Wednesday, August 10, 2011

Board Members: Here's An Article on Accountable Care Organizations That Your CEO May Not Want You To Know About

Hat In The Ring
In a prior post, the Disease Management Care Blog nominated one question that every hospital, clinic, IPA, medical group or health system Board of Directors should ask when it is being asked to endorse the CEO's decision to form an "Accountable Care Organization."  Well, that question and nine others have been poised by Sara Singer and Stephen Shortell in a JAMA Online Commentary titled "Implementing Accountable Care Organizations - Ten Potential Mistakes and How to Learn From Them."

Well, they're not exactly worded as questions, but the issues in this "must read" article do need to be addressed by any organization's Board that is contemplating throwing a hat in the ACO ring:

1. How well can the organization perform as a single risk bearing entity and is the ability to merge hospital and physician performance being overestimated?

2. Will the electronic health record perform as anticipated, and what is the likelihood of inadequate provider training, clinic down-time and incompatibilities between physician and hospital systems?

3. Since quality measures will impact payment, how well has the organization performed in other pay-for-performance arrangements and will the collecting, analyzing and reporting of data meet muster (this was the DMCB's primary question by the way, when it examined the issue of dashboards).

4. Are the care management protocols ready to go, and do they have the doctors' buy in?

5. What is the likelihood that all the moving parts, including the hospitals, physician groups, key specialists or other partners will play nicely when inevitable disagreements arise, like who gets the money or the blame?

6.  How has the organization embraced the strategy of patient engagement in self-care using cost-saving and variation-reducing shared decision making?

7.  Since it is the pens of specialist physicians that account for a lot of unnecessary health care costs and patients will be free to see any doctor they please, how will we identify the most cost-effective specialist physicians and how will we encourage patients to rely on them for their care?

8. Knowing that the Feds are very attentive to antitrust and Stark rules, what is being done maximize our transparency and navigate a shifting regulatory and legal environment?

9. Organizational charts are fine, but how closely is everyone really aligned in making this work?

10, Since there are a significant number of interdependencies, if the answer is "don't know" to any of the preceding nine questions, how will that impact any of the remaining questions you just yes to?

The authors end with two recommendations for "the way forward":

1. Collective leadership involving CMS and the ACOs that promote mutual learning and....

2. "....the development of a mature performance measurement system to provide rapid feedback about what works in different local environments. What is not measured cannot be managed, but what is measured must still be managed. Management and measurement hold the keys to ACO success or failure."  In other words.... a dashboard!

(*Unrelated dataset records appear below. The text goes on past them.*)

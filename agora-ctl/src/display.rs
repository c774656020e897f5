use std::fmt::Write;

use agora_client::{
    api::{PostId, Time, Vote},
    render::{Body, CommentView, ComposerView, LiveBody, ReplyControl, Replies, ThreadView},
    Mode,
};

const INDENT: &str = "    ";

pub fn age(then: Time, now: Time) -> String {
    let secs = (now - then).num_seconds().max(0);
    let (n, unit) = match secs {
        s if s < 60 => return String::from("just now"),
        s if s < 3600 => (s / 60, "minute"),
        s if s < 86400 => (s / 3600, "hour"),
        s if s < 30 * 86400 => (s / 86400, "day"),
        s if s < 365 * 86400 => (s / (30 * 86400), "month"),
        s => (s / (365 * 86400), "year"),
    };
    match n {
        1 => format!("1 {unit} ago"),
        n => format!("{n} {unit}s ago"),
    }
}

fn plural(n: usize, one: &str, many: &str) -> String {
    match n {
        1 => format!("1 {one}"),
        n => format!("{n} {many}"),
    }
}

pub fn thread(view: &ThreadView, post: &PostId, now: Time) -> String {
    let mut out = String::new();
    if view.composer == ComposerView::SignedOut {
        out.push_str("Log in or sign up to leave a comment\n\n");
    }
    if view.comments.is_empty() {
        out.push_str("No comments yet. Be the first to share what you think!\n");
    }
    for c in &view.comments {
        comment(&mut out, c, 0, post, now);
    }
    out
}

/// Renders `view` indented as if it were at `depth`, which differs from the
/// view's own depth for focused subtrees
pub fn comment(out: &mut String, view: &CommentView, depth: usize, post: &PostId, now: Time) {
    let indent = INDENT.repeat(depth);
    match &view.body {
        Body::Tombstone => {
            let _ = writeln!(out, "{indent}[deleted]  ({})", view.id.0);
        }
        Body::Live(body) => live(out, &indent, view, body, now),
    }

    match &view.replies {
        Replies::None => (),
        Replies::Inline { comments, .. } => {
            for c in comments {
                comment(out, c, depth + 1, post, now);
            }
        }
        Replies::Hidden { count } => {
            let _ = writeln!(out, "{indent}  Show {}", plural(*count, "reply", "replies"));
        }
        Replies::ContinueThread { from, .. } => {
            let _ = writeln!(
                out,
                "{indent}  Continue this thread → agora-ctl show {} --focus {}",
                post.0, from.0
            );
        }
    }
}

fn live(out: &mut String, indent: &str, view: &CommentView, body: &LiveBody, now: Time) {
    let (up, down) = match body.votes.viewer_vote {
        Vote::Up => ("[▲]", "▼"),
        Vote::Neutral => ("▲", "▼"),
        Vote::Down => ("▲", "[▼]"),
    };
    let edited = match body.is_edited {
        true => " (edited)",
        false => "",
    };
    let _ = writeln!(
        out,
        "{indent}{up} {} {down}  {} · {}{edited}  ({})",
        body.votes.count,
        body.author.username,
        age(body.created_at, now),
        view.id.0,
    );
    let text = match &body.mode {
        Mode::Editing { draft } => draft,
        Mode::Viewing | Mode::Replying { .. } => &body.content,
    };
    for line in text.lines() {
        let _ = writeln!(out, "{indent}  {line}");
    }
    if let Some(actions) = body.actions {
        let mut list = vec![match actions.reply {
            ReplyControl::Available => "reply",
            ReplyControl::LoginRequired => "reply (log in first)",
        }];
        if actions.can_edit {
            list.push("edit");
        }
        if actions.can_delete {
            list.push("delete");
        }
        let _ = writeln!(out, "{indent}  {}", list.join(" · "));
    }
}

#[cfg(test)]
mod tests {
    use agora_client::{
        api::{CommentId, CommentNode, User, UserId},
        render, RenderConfig, Session, Thread,
    };
    use chrono::{Duration, Utc};

    use super::*;

    #[test]
    fn ages() {
        let now = Utc::now();
        assert_eq!(age(now, now), "just now");
        assert_eq!(age(now - Duration::minutes(1), now), "1 minute ago");
        assert_eq!(age(now - Duration::minutes(3), now), "3 minutes ago");
        assert_eq!(age(now - Duration::hours(5), now), "5 hours ago");
        assert_eq!(age(now - Duration::days(40), now), "1 month ago");
        assert_eq!(age(now - Duration::days(800), now), "2 years ago");
        // clock skew
        assert_eq!(age(now + Duration::minutes(3), now), "just now");
    }

    #[test]
    fn empty_thread() {
        let post = PostId(String::from("65f1a2b3c4d5e6f708190001"));
        let t = Thread::new(post.clone(), vec![], RenderConfig::default());
        let out = thread(&render(&t, &Session::anonymous()), &post, Utc::now());
        assert!(out.contains("Log in or sign up"));
        assert!(out.contains("No comments yet. Be the first to share what you think!"));
    }

    #[test]
    fn deep_thread() {
        let post = PostId(String::from("65f1a2b3c4d5e6f708190001"));
        let cid = |n: u32| CommentId(format!("65f1a2b3c4d5e6f7081a{n:04x}"));
        let author = User {
            id: UserId(String::from("65f1a2b3c4d5e6f7081900aa")),
            username: String::from("alice"),
            avatar: None,
        };
        let now = Utc::now();
        let mut tail: Option<CommentNode> = None;
        for i in (0..7).rev() {
            tail = Some(CommentNode {
                id: cid(100 + i),
                post_id: post.clone(),
                author: author.clone(),
                content: format!("level {i}"),
                created_at: now - Duration::minutes(3),
                edited_at: None,
                is_edited: i == 0,
                parent_id: (i > 0).then(|| cid(99 + i)),
                replies: tail.take().into_iter().collect(),
                vote_count: 2,
                user_vote: Vote::Up,
                is_deleted: false,
            });
        }
        let mut t = Thread::new(post.clone(), tail.into_iter().collect(), RenderConfig::default());
        let out = thread(&render(&t, &Session::signed_in(author.clone())), &post, now);
        assert!(out.contains("[▲] 2 ▼  alice · 3 minutes ago (edited)"));
        assert!(out.contains("reply · edit · delete"));
        assert!(out.contains(&format!("{INDENT}{INDENT}{INDENT}[▲] 2 ▼")));
        assert!(out.contains("Show 1 reply"));
        assert!(!out.contains("level 4"));

        for i in 103..106 {
            t.show_replies(cid(i)).unwrap();
        }
        let out = thread(&render(&t, &Session::anonymous()), &post, now);
        assert!(out.contains("level 5"));
        assert!(!out.contains("level 6"));
        assert!(out.contains(&format!(
            "Continue this thread → agora-ctl show {} --focus {}",
            post.0,
            cid(105).0
        )));
        assert!(out.contains("reply (log in first)"));
    }
}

The DMCB would like to modestly add a third recommendation:  tapping into the expertise of a population health management organization.  These vendors understand risk, have learned the painful lessons of reporting quality measures, have evidence-based care management protocols that have passed physician scrutiny, "live and breathe" patient self-management and - since ACOs are supposed to kick off in a matter of months - they can "stand-up" infrastructure in a matter of months.